【フランキー バネリさんのこと】
Quiet Riotのドラマー、フランキー バネリさんが亡くなった。
訃報を受け、打ちのめされる思いで居る。
8/12は4年前すい臓がんで亡くなった叔父を、先月7/16は8年前に、
これまたすい臓がんに奪われたジョン ロード御大を偲んだばかりでもある。
昨年9月、アイアン メイデンのLegacy of the Beastライブを観にロサンゼルスに赴いた私は、アメリカのすい臓がんの患者団体「PanCAN」を訪ねた。
5年生存率がいまだ10%にも届かない、難治がんであるすい臓がんの治療の進展を願って、ささやかな寄付と啓発カラーの深紫(Deep Purple)の折り鶴を届けたのである。
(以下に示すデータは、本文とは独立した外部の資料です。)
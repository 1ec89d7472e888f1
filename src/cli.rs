use std::path::PathBuf;

use clap::{Args, Parser, Subcommand, ValueEnum};

use crate::model::SizeClass;

#[derive(Parser, Debug)]
#[command(
    name = "lextract",
    version,
    about = "Extracts market definitions from European Commission decision PDFs"
)]
pub struct Cli {
    #[command(subcommand)]
    pub command: Commands,
}

#[derive(Subcommand, Debug)]
pub enum Commands {
    /// Resolve spreadsheet rows into decision links
    Links(LinksArgs),
    /// Download decisions, apply the admission policy and write size buckets
    Admit(AdmitArgs),
    /// Isolate the market-definition section of each batch file
    Sections(SectionsArgs),
    /// Split isolated sections into JSON topic records
    Definitions(DefinitionsArgs),
    /// Strip markdown fences from record files
    Clean(CleanArgs),
    /// Merge record files into one corpus
    Merge(MergeArgs),
    /// Run every stage in order, skipping stages whose inputs are missing
    Pipeline,
    /// Report artifact counts without running anything
    Status,
}

#[derive(Args, Debug, Clone)]
pub struct LinksArgs {
    #[arg(short, long)]
    pub input: PathBuf,

    #[arg(short, long)]
    pub output: PathBuf,
}

#[derive(Args, Debug, Clone)]
pub struct AdmitArgs {
    #[arg(short, long)]
    pub input: PathBuf,

    #[arg(long, default_value = "data")]
    pub datadir: PathBuf,
}

#[derive(Args, Debug, Clone)]
pub struct SectionsArgs {
    #[arg(long, default_value = "data/extracted_batches")]
    pub indir: PathBuf,

    #[arg(long, default_value = "data/extracted_sections")]
    pub outdir: PathBuf,

    #[arg(long, value_enum, default_value_t = SizeSelection::Both)]
    pub size: SizeSelection,

    #[arg(long)]
    pub model: Option<String>,
}

#[derive(Args, Debug, Clone)]
pub struct DefinitionsArgs {
    #[arg(long, default_value = "data/extracted_sections")]
    pub indir: PathBuf,

    #[arg(long, default_value = "json")]
    pub outdir: PathBuf,

    #[arg(long)]
    pub model: Option<String>,
}

#[derive(Args, Debug, Clone)]
pub struct CleanArgs {
    #[arg(long, default_value = "json")]
    pub indir: PathBuf,
}

#[derive(Args, Debug, Clone)]
pub struct MergeArgs {
    #[arg(long, default_value = "json")]
    pub indir: PathBuf,

    #[arg(long, default_value = "data/output.json")]
    pub output: PathBuf,
}

/// Which batch size classes the section stage touches.
#[derive(Copy, Clone, Debug, Eq, PartialEq, ValueEnum)]
pub enum SizeSelection {
    #[value(name = "79")]
    Small,
    #[value(name = "80")]
    Large,
    Both,
}

impl SizeSelection {
    pub fn as_str(self) -> &'static str {
        match self {
            Self::Small => "79",
            Self::Large => "80",
            Self::Both => "both",
        }
    }

    pub fn size_classes(self) -> Vec<SizeClass> {
        match self {
            Self::Small => vec![SizeClass::Small],
            Self::Large => vec![SizeClass::Large],
            Self::Both => vec![SizeClass::Small, SizeClass::Large],
        }
    }
}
人類がポリオを100%撲滅出来たように、悲願を込めて折り鶴は100羽折った。
メイデンのライブで世界から集う仲間とのフラッグセッション。
そこで用いる日の丸をLegacy of the Beating of CANCERとしたのは、このためでもあった。
その翌月、突然フランキーさんががんを公表。
さらにその翌月、11月のすい臓がん啓発月、PanCANのwebサイトに
フランキーさんが登場して、PanCANのサポートに感謝しているという
コメント、オフィスをサプライズで訪問しメンバーたちに自分の闘病を
講演している記事も載った。講演の写真に写っているのは、私の訪問時に
会った人が大半だった。
この奇遇が他人事と思えず、12月ジミー桜井さんとのライヴでの来日時に合せ日の丸への寄せ書きを募り、ご縁があって直接ご本人に手渡した次第である。
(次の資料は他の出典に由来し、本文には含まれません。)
use std::fs::{self, File};
use std::io::Write;
use std::path::Path;

use anyhow::{Context, Result};
use chrono::{DateTime, SecondsFormat, Utc};
use serde::Serialize;
use serde::de::DeserializeOwned;
use sha2::{Digest, Sha256};

pub fn now_utc_string() -> String {
    Utc::now().to_rfc3339_opts(SecondsFormat::Secs, true)
}

pub fn utc_compact_string(ts: DateTime<Utc>) -> String {
    ts.format("%Y%m%dT%H%M%SZ").to_string()
}

pub fn ensure_directory(path: &Path) -> Result<()> {
    fs::create_dir_all(path)
        .with_context(|| format!("failed to create directory: {}", path.display()))
}

pub fn sha256_hex(data: &[u8]) -> String {
    let mut hasher = Sha256::new();
    hasher.update(data);
    format!("{:x}", hasher.finalize())
}

pub fn write_json_pretty<T: Serialize>(path: &Path, value: &T) -> Result<()> {
    if let Some(parent) = path.parent() {
        ensure_directory(parent)?;
    }

    let data = serde_json::to_vec_pretty(value)
        .with_context(|| format!("failed to serialize json: {}", path.display()))?;

    let mut file = File::create(path)
        .with_context(|| format!("failed to create json file: {}", path.display()))?;
    file.write_all(&data)
        .with_context(|| format!("failed to write json file: {}", path.display()))?;
    file.write_all(b"\n")
        .with_context(|| format!("failed to finalize json file: {}", path.display()))?;

    Ok(())
}

/// Reads a JSON document if the file exists; `Ok(None)` when it does not.
pub fn read_json_optional<T: DeserializeOwned>(path: &Path) -> Result<Option<T>> {
    if !path.exists() {
        return Ok(None);
    }

    let raw = fs::read(path).with_context(|| format!("failed to read {}", path.display()))?;
    let value = serde_json::from_slice(&raw)
        .with_context(|| format!("failed to parse {}", path.display()))?;

    Ok(Some(value))
}

/// Sorted names of the regular files directly inside `dir`. Dot-files are left
/// out, matching shell glob behaviour. A missing directory yields no names.
pub fn list_file_names(dir: &Path) -> Result<Vec<String>> {
    if !dir.is_dir() {
        return Ok(Vec::new());
    }

    let mut names = Vec::new();
    let entries =
        fs::read_dir(dir).with_context(|| format!("failed to read {}", dir.display()))?;

    for entry in entries {
        let entry = entry.with_context(|| format!("failed to read entry in {}", dir.display()))?;
        let path = entry.path();

        if !entry
            .file_type()
            .with_context(|| format!("failed to inspect file type: {}", path.display()))?
            .is_file()
        {
            continue;
        }

        let Some(name) = entry.file_name().to_str().map(ToOwned::to_owned) else {
            continue;
        };
        if name.starts_with('.') {
            continue;
        }
        names.push(name);
    }

    names.sort();
    Ok(names)
}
その後facebookを通じ、やり取りさせていただいたが、とりわけフランキーさんの日本文化への造詣の深さ、茶道を嗜む数寄人としての姿勢、花を生け、限られた時を彩りとともに謳歌する姿には心を打たれた。
花の存在そのものが迫る、深い存在感がどの生け花にも感じられた。
私自身遥か昔だが、茶道も華道もすこしばかり齧り、古典も学んだ。
生け花とともに彼が飾る掛け軸の的確さは、日本人としてのDNAをなにより刺激された。
おりしもコロナ渦で会えなくなった実家の母に見せると、画家でもある母も大変興味を持ちそのうち庭の草花を生けた、などと送ってくるようになった。
フランキーさんが日課に様に上げる、生け花や茶器の画像を母にも送り、
そのやりとりは隔離生活のふたりの慰めになった。
フランキーさんの生け花やお茶の投稿に、厚かましくも母の生け花を返すと
喜んだ様子で反応してくれる。
禅語の掛け軸と紅のバラの組み合わせは、脱帽物の審美眼で、感動した母は水彩画を描いて送ってきた。それをフランキーさんの投稿に載せると、また彼も喜んで反応してくれる。
有名ロックスターと極東の島国の一ファンという立場を超えた、心のつながりが母と私とそしてフランキーさんに生まれた、というのは思い上がりだろうか。
発見時には肝転移していたすい臓がんを強力な抗がん剤で抑え込み、盟友ジミー桜井さんとの約束を果たしたフランキーさんのドラム。五臓六腑に響いたあの力強いVibeは、もうニ度と聞けない。
そして生け花も、お茶のやり取りももう二度と戻らないことが、今たまらなく悲しい。